2002’de bir suikast sonucu öldürülen, Alman vakıfların zararlarını ve faaliyet alanlarını en iyi deşifre eden gazeteci Necip Hablemitoğlu, özellikle Bergama’daki altın çıkarma faaliyetlerini sıkı bir takibe alarak orada yaşanan büyük oyunu kitabında yer vermişti. Necip Hablemitoğlu suikastıyla tartışılmaya başlanan Alman Vakıfları, gerilen ilişkilerden sonra bir kez daha gündeme geldi. Kamuoyu OHAL döneminde bu vakıfların kapatılmasını istemişti. 2011 yılında da dönemin Başbakanı Recep Tayyip Erdoğan, Türkiye’de faaliyet gösteren Alman Vakıflarının PKK başta olmak üzere birçok terör örgütünü maddi yardım yaptığını iddia etmişti. Zor bir dönemden geçen Türkiye’de kamuoyu iç ve dış baskılarla boğuşurken, Almanya merkezi hükümetinin desteklediği bu vakıfların ülkedeki faaliyetlerinin sonlandırılmasını istemeye başlamıştı. Özellikle gazetecilere yaptığı “büyük bağışlar ve desteklerle” dikkat çeken Alman vakfının, tüm Dünya’ya barış ve özgürlük için bu faaliyetlerde bulunduğu iddiasıyla çalışmalarını sürdürürken, FETÖ soruşturması kapsamında gözaltı kararı çıkan gazeteci Can Dündar’ın Almanya’da olması da vakfın Türkiye’de kurduğu ilişkilere bakıldığında tesadüf olarak yorumlandı.

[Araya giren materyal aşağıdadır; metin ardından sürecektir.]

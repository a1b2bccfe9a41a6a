use std::future::Future;
use std::net::SocketAddr;
use std::path::PathBuf;
use std::sync::Arc;

use clap::Parser;
use tokio::signal;
use tokio::sync::watch;
use tracing::{error, info, warn};
use tracing_subscriber::EnvFilter;

use turnstile::config::TurnstileConfig;
use turnstile::http::{router, HttpServer};
use turnstile::ratelimit::{spawn_sweeper, RateLimiter};

/// Per-client token-bucket admission control.
#[derive(Debug, Parser)]
#[command(version, about)]
struct Args {
    /// Path to a YAML configuration file
    #[arg(short, long, env = "TURNSTILE_CONFIG")]
    config: Option<PathBuf>,

    /// Override the HTTP listen address
    #[arg(long)]
    http_addr: Option<SocketAddr>,

    /// Emit logs as JSON
    #[arg(long)]
    log_json: bool,
}

#[tokio::main]
async fn main() -> anyhow::Result<()> {
    let args = Args::parse();

    // Initialize tracing
    let filter = EnvFilter::try_from_default_env().unwrap_or_else(|_| EnvFilter::new("info"));
    let subscriber = tracing_subscriber::fmt()
        .with_env_filter(filter)
        .with_target(false)
        .with_thread_ids(true);
    if args.log_json {
        subscriber.json().init();
    } else {
        subscriber.init();
    }

    info!("Starting Turnstile");
    info!("Version: {}", env!("CARGO_PKG_VERSION"));

    let mut config = TurnstileConfig::load(args.config.as_deref())?;
    if let Some(addr) = args.http_addr {
        config.server.http_addr = addr;
    }
    info!(
        http_addr = %config.server.http_addr,
        window_ms = config.rate_limiting.window_ms,
        max_requests = config.rate_limiting.max_requests,
        "Configuration loaded"
    );

    let rate_limiter = Arc::new(RateLimiter::new(config.rate_limiting.limit_config())?);
    info!("Rate limiter initialized");

    let (shutdown_tx, shutdown_rx) = watch::channel(false);
    let sweeper = spawn_sweeper(
        rate_limiter.clone(),
        config.rate_limiting.sweeper_config(),
        shutdown_rx,
    );

    let app = router(rate_limiter, &config.server.allowed_origins);
    let server = HttpServer::bind(config.server.http_addr, app).await?;

    // Run the server until Ctrl+C or SIGTERM, stopping the sweeper first
    server
        .serve_with_shutdown(stop_sweeper_on(shutdown_signal(), shutdown_tx))
        .await?;

    sweeper.await?;

    info!("Turnstile stopped");
    Ok(())
}

/// Wait for `signal`, then tell the bucket sweeper to stop.
///
/// Resolving this future also starts the HTTP server's drain.
async fn stop_sweeper_on<F>(signal: F, sweeper_stop: watch::Sender<bool>)
where
    F: Future<Output = ()>,
{
    signal.await;
    if sweeper_stop.send(true).is_err() {
        warn!("Bucket sweeper exited before shutdown");
    }
    info!("Draining HTTP connections");
}

/// Wait for Ctrl+C or SIGTERM.
///
/// A handler that cannot be installed is logged and never fires; the other
/// one still can.
async fn shutdown_signal() {
    let ctrl_c = async {
        match signal::ctrl_c().await {
            Ok(()) => info!("Received Ctrl+C, shutting down"),
            Err(e) => {
                error!(error = %e, "Failed to listen for Ctrl+C");
                std::future::pending::<()>().await;
            }
        }
    };

    #[cfg(unix)]
    let terminate = async {
        match signal::unix::signal(signal::unix::SignalKind::terminate()) {
            Ok(mut sigterm) => {
                sigterm.recv().await;
                info!("Received SIGTERM, shutting down");
            }
            Err(e) => {
                error!(error = %e, "Failed to install SIGTERM handler");
                std::future::pending::<()>().await;
            }
        }
    };

    #[cfg(not(unix))]
    let terminate = std::future::pending::<()>();

    tokio::select! {
        _ = ctrl_c => {}
        _ = terminate => {}
    }
}
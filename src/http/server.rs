//! HTTP server implementation.

use std::net::SocketAddr;

use axum::Router;
use tokio::net::TcpListener;
use tracing::{error, info};

use crate::error::{Result, TurnstileError};

/// HTTP server for the rate limited API.
pub struct HttpServer {
    /// Bound listener
    listener: TcpListener,
    /// Routes to serve
    router: Router,
}

impl HttpServer {
    /// Bind to `addr`. Port 0 picks a free port; see [`HttpServer::local_addr`].
    pub async fn bind(addr: SocketAddr, router: Router) -> Result<Self> {
        let listener = TcpListener::bind(addr).await?;
        Ok(Self { listener, router })
    }

    /// The address the server is listening on.
    pub fn local_addr(&self) -> Result<SocketAddr> {
        Ok(self.listener.local_addr()?)
    }

    /// Serve until `signal` resolves, then drain in-flight requests.
    pub async fn serve_with_shutdown<F>(self, signal: F) -> Result<()>
    where
        F: std::future::Future<Output = ()> + Send + 'static,
    {
        info!(
            addr = %self.local_addr()?,
            "Starting HTTP server with graceful shutdown"
        );

        axum::serve(self.listener, self.router)
            .with_graceful_shutdown(signal)
            .await
            .map_err(|e| {
                error!(error = %e, "HTTP server failed");
                TurnstileError::Io(e)
            })
    }
}
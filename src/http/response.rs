//! JSON response envelope.

use axum::http::{HeaderValue, StatusCode};
use axum::response::{IntoResponse, Response};
use axum::Json;
use serde::Serialize;

use crate::ratelimit::Rejection;

/// Message returned to rate limited callers.
pub const TOO_MANY_REQUESTS: &str = "Too many requests";

/// Header carrying the per-window limit on rejected responses.
pub const LIMIT_HEADER: &str = "x-ratelimit-limit";

/// `{ success, data?, error? }` body shared by every API route.
#[derive(Debug, Clone, Serialize)]
pub struct ApiResponse<T: Serialize> {
    /// Whether the request was handled
    pub success: bool,
    /// Payload of a successful request
    #[serde(skip_serializing_if = "Option::is_none")]
    pub data: Option<T>,
    /// Message for a failed request
    #[serde(skip_serializing_if = "Option::is_none")]
    pub error: Option<String>,
}

impl<T: Serialize> ApiResponse<T> {
    /// Successful response carrying `data`.
    pub fn ok(data: T) -> Self {
        Self {
            success: true,
            data: Some(data),
            error: None,
        }
    }
}

impl ApiResponse<()> {
    /// Failed response carrying `message`.
    pub fn error(message: impl Into<String>) -> Self {
        Self {
            success: false,
            data: None,
            error: Some(message.into()),
        }
    }
}

/// Build the 429 response for a rejected check.
pub fn too_many_requests(rejection: &Rejection) -> Response {
    let mut response = (
        StatusCode::TOO_MANY_REQUESTS,
        Json(ApiResponse::error(TOO_MANY_REQUESTS)),
    )
        .into_response();
    response
        .headers_mut()
        .insert(LIMIT_HEADER, HeaderValue::from(rejection.limit));
    response
}
//! Turnstile - Per-client Admission Control
//!
//! This crate implements per-client token-bucket rate limiting for HTTP
//! services. Each caller key owns a bucket that refills continuously and is
//! checked once per request. State is kept in process memory only; instances
//! do not coordinate.

pub mod config;
pub mod error;
pub mod http;
pub mod ratelimit;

Böylesine tartışmaların yaşandığı dönemde, Çanakkale Belediyesi’nin Türkiye’de ciddi çalışmalar yapan bir vakıf olarak öne çıkan Almanların en ünlü vakıflarından Konrad Adenauer Vakfı ile ortaklığında 10-14 Temmuz 2017 tarihleri arasında düzenlenecek "Kültürlerarası Sosyal Dahil Etme ve Savunuculuk" eğitim seminerine ev sahipliği yapacak olması kamuoyunda rahatsızlık yarattı.